WHAT YOU SHOULD DO → Below are the records; copy each line in them that holds the word "PublishPost".

DATA SHOWN →
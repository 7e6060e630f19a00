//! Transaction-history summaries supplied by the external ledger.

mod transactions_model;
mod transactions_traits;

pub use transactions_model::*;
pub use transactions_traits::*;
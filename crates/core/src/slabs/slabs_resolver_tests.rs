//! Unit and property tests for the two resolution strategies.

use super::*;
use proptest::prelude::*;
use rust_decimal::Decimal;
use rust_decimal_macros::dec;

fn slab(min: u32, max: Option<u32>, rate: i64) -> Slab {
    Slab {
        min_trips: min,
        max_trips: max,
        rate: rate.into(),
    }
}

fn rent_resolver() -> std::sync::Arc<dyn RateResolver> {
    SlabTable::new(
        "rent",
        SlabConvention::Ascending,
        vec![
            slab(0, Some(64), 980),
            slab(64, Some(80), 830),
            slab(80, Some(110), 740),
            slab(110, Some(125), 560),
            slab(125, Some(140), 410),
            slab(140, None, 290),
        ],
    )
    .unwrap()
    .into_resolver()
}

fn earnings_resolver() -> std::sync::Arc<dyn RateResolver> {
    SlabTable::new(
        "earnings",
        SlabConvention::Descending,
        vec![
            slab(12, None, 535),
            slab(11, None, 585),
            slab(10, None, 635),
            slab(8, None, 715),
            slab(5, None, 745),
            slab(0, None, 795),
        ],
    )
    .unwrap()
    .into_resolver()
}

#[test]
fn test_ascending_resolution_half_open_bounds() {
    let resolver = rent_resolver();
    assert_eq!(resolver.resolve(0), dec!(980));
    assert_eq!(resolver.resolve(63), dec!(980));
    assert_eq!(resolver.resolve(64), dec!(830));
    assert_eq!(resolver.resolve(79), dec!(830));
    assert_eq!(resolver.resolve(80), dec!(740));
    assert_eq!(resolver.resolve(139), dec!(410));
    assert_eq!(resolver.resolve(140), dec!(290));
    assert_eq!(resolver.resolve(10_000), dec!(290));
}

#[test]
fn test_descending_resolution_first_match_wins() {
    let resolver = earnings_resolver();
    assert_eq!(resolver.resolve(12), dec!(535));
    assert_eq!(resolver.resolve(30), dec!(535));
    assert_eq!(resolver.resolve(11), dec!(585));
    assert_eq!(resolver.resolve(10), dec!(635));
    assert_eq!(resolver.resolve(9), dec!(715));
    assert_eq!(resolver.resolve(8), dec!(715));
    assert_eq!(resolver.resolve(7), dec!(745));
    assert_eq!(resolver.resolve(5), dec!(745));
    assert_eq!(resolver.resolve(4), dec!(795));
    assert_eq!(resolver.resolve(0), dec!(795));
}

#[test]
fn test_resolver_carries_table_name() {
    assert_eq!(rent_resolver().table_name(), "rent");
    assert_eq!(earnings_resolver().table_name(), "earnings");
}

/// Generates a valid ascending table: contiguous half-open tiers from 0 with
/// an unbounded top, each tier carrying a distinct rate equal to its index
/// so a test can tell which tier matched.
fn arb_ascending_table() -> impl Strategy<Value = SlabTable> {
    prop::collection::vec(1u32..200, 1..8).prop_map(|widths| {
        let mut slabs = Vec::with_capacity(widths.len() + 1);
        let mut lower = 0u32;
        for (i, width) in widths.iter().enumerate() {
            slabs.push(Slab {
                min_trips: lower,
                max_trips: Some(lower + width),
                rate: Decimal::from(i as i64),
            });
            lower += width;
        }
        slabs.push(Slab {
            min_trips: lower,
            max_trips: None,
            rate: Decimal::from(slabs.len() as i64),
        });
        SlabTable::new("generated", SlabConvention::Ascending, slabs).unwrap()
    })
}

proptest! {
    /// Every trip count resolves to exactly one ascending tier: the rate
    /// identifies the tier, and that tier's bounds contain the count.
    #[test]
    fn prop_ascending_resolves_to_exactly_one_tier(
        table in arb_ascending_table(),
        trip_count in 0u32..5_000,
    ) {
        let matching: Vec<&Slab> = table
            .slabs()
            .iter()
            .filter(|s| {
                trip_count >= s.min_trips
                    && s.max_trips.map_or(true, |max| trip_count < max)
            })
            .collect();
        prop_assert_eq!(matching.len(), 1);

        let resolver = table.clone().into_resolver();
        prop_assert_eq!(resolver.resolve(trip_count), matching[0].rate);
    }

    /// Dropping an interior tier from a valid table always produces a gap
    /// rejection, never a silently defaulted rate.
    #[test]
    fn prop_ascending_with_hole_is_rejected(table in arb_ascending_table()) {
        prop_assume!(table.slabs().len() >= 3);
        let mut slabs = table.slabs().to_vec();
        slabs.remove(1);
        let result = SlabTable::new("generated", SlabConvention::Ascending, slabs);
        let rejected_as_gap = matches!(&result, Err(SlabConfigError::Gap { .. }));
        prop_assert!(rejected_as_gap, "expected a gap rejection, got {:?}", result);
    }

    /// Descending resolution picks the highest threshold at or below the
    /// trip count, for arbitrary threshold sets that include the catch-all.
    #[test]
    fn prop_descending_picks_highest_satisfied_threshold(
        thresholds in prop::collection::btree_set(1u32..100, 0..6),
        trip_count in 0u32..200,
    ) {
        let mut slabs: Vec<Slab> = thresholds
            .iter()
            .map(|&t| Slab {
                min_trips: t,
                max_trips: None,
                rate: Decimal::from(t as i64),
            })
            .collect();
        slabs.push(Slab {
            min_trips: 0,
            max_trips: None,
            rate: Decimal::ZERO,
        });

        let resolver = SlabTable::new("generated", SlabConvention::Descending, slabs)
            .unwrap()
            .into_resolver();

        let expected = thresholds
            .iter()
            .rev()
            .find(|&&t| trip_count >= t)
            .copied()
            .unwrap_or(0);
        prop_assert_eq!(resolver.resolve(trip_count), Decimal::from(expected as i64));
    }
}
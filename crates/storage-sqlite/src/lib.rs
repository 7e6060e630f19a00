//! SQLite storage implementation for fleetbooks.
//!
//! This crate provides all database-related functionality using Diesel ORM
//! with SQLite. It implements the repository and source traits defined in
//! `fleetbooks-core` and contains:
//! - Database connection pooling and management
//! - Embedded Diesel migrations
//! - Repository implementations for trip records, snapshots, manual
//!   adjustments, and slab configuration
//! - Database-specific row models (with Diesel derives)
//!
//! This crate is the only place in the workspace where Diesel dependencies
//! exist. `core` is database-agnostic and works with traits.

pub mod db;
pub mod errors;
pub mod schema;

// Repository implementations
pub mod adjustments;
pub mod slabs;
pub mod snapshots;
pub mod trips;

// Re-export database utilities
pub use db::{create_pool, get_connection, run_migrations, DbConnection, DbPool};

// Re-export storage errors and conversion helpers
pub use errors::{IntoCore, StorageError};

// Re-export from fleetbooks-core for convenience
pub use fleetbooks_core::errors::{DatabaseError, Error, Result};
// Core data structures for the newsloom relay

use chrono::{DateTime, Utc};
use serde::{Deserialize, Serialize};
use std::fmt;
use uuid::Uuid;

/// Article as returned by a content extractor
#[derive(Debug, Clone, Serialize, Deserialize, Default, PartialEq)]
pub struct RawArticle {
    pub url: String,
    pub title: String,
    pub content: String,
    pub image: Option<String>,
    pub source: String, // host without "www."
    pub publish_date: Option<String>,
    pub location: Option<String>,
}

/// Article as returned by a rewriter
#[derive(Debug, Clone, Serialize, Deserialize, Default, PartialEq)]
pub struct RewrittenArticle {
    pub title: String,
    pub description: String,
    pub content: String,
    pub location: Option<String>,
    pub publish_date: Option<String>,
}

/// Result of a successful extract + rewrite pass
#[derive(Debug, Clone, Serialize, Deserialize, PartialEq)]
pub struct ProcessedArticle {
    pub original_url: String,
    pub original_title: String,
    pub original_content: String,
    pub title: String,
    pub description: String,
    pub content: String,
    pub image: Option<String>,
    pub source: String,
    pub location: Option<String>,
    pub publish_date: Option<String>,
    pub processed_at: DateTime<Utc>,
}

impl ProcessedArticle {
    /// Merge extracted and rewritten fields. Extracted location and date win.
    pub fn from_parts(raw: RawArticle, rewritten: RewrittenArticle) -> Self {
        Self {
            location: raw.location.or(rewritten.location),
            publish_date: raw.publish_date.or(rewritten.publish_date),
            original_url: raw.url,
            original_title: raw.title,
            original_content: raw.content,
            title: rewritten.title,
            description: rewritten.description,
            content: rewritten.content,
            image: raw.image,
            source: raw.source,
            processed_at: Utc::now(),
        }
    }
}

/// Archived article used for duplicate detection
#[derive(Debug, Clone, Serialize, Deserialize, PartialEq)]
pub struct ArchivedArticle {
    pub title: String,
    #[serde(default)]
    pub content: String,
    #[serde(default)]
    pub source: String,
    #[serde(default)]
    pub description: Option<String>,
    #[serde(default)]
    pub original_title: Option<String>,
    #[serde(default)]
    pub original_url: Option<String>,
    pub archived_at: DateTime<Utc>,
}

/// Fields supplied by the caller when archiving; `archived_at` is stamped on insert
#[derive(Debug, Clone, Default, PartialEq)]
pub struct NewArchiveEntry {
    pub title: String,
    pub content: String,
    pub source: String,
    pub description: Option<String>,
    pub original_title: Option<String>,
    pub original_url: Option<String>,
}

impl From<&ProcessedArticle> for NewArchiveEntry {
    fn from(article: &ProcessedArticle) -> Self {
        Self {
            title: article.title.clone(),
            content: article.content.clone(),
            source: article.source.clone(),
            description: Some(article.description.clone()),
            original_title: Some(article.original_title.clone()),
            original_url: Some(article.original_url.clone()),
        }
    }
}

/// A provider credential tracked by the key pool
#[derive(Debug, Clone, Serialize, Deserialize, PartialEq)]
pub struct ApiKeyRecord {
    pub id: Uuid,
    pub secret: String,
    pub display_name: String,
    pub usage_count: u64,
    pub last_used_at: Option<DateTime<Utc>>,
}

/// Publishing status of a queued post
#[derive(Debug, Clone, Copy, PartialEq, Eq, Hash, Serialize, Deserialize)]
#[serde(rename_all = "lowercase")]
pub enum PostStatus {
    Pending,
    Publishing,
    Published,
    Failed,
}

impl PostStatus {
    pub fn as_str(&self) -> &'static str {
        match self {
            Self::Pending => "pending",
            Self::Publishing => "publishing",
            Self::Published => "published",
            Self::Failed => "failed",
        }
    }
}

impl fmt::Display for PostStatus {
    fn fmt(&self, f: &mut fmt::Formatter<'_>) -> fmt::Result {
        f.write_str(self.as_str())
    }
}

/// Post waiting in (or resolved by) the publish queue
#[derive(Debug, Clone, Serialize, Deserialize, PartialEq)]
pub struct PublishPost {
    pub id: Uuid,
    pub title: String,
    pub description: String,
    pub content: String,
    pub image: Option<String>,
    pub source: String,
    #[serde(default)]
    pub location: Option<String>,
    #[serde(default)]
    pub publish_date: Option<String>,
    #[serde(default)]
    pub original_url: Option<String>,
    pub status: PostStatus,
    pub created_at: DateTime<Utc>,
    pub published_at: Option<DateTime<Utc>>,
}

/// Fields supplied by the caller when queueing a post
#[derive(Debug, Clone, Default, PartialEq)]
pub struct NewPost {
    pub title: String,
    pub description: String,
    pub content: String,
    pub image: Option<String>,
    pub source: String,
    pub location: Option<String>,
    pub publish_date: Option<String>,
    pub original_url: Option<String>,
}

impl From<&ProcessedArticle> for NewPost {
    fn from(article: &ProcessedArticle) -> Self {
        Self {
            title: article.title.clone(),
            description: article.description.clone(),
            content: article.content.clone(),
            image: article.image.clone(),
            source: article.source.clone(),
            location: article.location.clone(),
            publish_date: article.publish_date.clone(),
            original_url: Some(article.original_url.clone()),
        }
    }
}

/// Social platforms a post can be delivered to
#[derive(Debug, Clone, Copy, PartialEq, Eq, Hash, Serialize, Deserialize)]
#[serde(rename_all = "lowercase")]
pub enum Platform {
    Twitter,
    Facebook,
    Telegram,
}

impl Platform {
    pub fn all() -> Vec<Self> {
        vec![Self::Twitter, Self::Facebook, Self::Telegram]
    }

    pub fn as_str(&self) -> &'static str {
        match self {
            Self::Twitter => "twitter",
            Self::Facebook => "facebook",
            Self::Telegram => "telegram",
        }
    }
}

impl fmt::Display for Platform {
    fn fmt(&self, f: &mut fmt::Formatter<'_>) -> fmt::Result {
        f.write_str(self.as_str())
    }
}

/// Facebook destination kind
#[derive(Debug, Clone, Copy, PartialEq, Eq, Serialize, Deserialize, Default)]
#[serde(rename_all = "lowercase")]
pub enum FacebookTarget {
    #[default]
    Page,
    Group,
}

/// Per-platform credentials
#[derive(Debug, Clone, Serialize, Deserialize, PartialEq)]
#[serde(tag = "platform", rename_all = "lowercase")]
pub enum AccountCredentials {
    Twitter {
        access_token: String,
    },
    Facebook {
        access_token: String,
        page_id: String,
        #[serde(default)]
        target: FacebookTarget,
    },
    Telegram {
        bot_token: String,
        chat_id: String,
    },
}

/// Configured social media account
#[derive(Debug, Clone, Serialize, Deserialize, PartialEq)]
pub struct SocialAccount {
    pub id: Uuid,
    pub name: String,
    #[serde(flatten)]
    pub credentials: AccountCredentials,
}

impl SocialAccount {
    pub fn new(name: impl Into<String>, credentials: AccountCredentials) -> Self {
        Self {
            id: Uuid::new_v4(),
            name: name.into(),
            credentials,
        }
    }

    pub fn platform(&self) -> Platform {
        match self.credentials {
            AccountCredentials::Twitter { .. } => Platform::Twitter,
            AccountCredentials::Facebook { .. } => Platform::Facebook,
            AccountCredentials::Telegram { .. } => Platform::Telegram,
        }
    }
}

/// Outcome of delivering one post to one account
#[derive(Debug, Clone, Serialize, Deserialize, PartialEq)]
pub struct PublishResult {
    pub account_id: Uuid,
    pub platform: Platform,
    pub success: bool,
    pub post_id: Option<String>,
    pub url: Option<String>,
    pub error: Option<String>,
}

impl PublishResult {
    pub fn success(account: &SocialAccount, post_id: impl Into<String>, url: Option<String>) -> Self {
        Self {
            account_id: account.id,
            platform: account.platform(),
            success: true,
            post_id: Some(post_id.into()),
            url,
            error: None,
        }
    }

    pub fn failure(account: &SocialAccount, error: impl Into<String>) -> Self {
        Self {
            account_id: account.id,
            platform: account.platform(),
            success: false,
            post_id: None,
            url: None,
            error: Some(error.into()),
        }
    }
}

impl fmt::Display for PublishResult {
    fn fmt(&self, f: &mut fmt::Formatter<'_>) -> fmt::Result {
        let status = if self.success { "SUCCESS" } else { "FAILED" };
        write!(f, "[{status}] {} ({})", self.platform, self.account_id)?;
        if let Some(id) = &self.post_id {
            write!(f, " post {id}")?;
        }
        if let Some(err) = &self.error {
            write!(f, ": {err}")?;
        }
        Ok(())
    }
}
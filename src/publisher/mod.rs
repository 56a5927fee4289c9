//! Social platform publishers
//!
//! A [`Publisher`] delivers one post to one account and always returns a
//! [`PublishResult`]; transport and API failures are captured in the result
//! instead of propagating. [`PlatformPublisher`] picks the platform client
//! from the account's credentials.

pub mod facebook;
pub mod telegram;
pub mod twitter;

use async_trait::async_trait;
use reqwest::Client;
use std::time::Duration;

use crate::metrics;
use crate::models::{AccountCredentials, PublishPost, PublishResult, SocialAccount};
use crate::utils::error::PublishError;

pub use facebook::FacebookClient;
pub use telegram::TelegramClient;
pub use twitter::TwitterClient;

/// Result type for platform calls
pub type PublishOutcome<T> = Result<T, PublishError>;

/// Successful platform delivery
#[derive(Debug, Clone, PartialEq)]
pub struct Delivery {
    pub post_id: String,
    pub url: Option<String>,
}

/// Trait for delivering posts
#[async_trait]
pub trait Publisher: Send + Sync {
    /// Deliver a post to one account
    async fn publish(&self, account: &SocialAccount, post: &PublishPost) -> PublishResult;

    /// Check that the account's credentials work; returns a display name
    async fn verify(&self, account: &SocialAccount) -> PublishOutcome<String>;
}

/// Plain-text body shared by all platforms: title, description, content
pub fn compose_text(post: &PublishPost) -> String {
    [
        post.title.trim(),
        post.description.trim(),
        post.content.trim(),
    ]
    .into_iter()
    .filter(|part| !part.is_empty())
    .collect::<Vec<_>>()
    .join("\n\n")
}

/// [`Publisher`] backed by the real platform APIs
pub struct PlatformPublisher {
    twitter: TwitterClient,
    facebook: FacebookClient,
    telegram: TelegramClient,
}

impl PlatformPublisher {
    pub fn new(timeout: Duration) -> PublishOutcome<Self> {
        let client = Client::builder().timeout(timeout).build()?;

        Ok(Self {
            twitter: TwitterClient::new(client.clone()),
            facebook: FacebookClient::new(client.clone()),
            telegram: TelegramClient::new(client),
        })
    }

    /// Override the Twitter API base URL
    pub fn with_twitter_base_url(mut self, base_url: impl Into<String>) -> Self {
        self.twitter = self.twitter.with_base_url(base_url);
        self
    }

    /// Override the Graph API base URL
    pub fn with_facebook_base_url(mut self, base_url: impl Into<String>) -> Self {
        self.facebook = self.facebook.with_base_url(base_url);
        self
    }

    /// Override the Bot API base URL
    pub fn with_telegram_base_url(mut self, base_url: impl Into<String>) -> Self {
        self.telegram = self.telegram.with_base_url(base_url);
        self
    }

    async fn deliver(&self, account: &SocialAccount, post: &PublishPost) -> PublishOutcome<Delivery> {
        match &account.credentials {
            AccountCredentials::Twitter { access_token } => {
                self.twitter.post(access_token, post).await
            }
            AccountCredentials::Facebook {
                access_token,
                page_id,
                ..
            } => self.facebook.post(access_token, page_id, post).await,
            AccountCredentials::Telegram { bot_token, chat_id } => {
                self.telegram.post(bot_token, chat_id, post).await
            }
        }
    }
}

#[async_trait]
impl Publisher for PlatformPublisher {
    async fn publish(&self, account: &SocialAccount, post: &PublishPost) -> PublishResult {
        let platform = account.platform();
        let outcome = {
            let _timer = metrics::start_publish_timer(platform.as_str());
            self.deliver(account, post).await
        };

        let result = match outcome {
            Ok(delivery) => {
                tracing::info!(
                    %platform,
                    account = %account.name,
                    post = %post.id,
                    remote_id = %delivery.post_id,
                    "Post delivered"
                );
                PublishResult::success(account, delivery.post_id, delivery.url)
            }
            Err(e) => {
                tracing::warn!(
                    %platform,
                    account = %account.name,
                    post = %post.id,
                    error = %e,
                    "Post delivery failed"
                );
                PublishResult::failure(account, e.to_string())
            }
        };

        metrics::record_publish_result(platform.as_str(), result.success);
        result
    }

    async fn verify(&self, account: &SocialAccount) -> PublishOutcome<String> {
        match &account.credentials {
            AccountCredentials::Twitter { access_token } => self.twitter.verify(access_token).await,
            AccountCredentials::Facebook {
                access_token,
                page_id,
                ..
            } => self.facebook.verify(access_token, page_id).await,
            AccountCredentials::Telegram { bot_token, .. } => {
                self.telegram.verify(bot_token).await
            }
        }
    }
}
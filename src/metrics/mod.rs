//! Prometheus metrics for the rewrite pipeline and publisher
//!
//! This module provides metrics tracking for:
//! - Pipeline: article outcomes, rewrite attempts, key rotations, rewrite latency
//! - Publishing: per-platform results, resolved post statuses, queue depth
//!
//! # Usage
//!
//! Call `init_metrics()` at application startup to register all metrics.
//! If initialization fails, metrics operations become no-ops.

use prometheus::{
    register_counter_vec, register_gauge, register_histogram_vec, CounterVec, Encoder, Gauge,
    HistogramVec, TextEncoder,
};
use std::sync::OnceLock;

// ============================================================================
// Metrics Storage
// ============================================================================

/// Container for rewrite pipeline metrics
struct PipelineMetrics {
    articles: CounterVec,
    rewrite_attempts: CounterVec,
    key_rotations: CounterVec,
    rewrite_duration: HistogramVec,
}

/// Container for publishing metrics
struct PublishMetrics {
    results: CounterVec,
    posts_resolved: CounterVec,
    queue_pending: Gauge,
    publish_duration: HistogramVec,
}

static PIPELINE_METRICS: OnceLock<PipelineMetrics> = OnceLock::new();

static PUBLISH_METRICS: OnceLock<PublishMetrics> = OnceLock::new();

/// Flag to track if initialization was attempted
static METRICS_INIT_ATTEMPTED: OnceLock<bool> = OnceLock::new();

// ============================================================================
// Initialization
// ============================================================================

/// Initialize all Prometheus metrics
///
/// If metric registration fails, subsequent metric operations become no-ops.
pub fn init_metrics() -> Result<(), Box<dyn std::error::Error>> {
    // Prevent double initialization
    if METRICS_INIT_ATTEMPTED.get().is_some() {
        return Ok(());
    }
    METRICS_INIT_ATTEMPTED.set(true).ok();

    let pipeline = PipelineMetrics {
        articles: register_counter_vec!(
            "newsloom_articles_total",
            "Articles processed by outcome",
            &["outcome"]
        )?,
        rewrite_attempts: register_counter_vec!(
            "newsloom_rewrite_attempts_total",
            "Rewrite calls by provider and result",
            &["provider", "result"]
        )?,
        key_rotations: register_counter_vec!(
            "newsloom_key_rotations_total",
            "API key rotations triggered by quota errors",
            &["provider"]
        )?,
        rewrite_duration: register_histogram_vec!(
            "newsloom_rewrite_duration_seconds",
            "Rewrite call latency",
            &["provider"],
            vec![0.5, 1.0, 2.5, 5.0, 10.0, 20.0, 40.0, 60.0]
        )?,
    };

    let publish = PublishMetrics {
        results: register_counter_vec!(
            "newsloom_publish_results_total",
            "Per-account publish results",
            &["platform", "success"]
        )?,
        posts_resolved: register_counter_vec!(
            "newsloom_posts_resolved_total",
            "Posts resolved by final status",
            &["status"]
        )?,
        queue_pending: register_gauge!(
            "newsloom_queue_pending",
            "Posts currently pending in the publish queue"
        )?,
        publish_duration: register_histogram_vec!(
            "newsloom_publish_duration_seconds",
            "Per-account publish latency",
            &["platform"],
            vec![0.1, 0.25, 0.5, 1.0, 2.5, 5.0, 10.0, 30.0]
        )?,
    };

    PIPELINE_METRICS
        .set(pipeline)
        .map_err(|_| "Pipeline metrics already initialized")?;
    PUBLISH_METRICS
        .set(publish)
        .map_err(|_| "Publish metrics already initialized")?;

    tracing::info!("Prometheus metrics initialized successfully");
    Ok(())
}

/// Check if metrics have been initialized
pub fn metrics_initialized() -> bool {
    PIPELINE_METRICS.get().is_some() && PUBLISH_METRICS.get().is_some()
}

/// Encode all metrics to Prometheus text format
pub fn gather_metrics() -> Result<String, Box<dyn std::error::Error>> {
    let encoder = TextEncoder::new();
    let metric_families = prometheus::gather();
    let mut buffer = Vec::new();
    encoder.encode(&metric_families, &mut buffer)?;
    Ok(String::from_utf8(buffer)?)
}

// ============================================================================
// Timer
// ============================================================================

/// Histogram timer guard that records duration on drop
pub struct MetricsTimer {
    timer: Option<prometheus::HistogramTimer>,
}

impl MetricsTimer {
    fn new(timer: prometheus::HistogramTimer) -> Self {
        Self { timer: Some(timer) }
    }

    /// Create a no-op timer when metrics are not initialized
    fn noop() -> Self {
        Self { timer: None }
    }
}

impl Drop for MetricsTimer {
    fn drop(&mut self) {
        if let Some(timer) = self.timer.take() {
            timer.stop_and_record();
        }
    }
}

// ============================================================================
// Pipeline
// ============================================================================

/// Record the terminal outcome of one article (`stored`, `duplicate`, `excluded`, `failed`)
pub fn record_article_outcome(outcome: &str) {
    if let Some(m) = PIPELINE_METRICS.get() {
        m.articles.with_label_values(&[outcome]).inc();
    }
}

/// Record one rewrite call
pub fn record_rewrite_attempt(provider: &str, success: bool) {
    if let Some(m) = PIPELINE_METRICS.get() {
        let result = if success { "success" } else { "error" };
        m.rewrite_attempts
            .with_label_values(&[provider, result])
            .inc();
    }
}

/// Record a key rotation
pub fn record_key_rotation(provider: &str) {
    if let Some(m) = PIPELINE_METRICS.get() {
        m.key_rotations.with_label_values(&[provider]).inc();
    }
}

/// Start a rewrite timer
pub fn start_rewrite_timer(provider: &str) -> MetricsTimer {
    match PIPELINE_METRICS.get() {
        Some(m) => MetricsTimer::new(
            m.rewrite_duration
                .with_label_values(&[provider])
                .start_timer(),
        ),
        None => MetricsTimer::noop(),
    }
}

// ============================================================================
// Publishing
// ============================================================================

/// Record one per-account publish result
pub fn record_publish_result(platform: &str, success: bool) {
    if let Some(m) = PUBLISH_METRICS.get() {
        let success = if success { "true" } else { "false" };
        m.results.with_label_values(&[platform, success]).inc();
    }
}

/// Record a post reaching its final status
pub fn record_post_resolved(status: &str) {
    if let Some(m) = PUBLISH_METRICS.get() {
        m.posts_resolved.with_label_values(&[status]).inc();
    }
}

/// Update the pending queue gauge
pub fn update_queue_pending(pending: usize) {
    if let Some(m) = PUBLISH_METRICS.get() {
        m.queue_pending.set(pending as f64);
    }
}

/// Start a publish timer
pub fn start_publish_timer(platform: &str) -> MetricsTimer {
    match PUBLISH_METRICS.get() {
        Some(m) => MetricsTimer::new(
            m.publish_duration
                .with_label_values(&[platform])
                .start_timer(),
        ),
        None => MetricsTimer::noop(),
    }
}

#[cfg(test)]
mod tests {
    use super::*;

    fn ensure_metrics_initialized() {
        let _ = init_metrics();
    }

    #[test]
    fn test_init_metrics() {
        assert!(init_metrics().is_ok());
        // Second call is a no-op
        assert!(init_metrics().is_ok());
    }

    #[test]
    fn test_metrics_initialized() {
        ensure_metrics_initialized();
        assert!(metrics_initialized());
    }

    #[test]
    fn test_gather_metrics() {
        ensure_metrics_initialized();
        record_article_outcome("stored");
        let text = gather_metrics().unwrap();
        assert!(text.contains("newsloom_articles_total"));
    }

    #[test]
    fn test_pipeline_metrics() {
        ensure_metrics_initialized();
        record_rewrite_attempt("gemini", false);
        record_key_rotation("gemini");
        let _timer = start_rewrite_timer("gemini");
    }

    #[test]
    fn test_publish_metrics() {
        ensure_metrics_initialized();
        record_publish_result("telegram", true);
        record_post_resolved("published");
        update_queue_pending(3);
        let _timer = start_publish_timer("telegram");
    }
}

FINISHED EXERCISE →
pub struct PublishPost {
use crate::models::{AccountCredentials, PublishPost, PublishResult, SocialAccount};
    async fn publish(&self, account: &SocialAccount, post: &PublishPost) -> PublishResult;
pub fn compose_text(post: &PublishPost) -> String {
    async fn deliver(&self, account: &SocialAccount, post: &PublishPost) -> PublishOutcome<Delivery> {
    async fn publish(&self, account: &SocialAccount, post: &PublishPost) -> PublishResult {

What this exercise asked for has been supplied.